WHAT TO DO:
A complete and exact copy of the data below is the task.

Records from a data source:
· · · · · · ·

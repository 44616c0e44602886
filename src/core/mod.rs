pub mod error;
pub mod types;
pub mod value;

pub use error::{MapError, Result};
pub use types::{MapKind, TypeKey, TypePair};
pub use value::{DynRef, DynValue, EntityKey, KeyScalar};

· · · · · · ·

YOUR RESPONSE:
repository 44616c0e44602886
filename src/core/mod.rs
pub mod error;
pub mod types;
pub mod value;

pub use error::{MapError, Result};
pub use types::{MapKind, TypeKey, TypePair};
pub use value::{DynRef, DynValue, EntityKey, KeyScalar};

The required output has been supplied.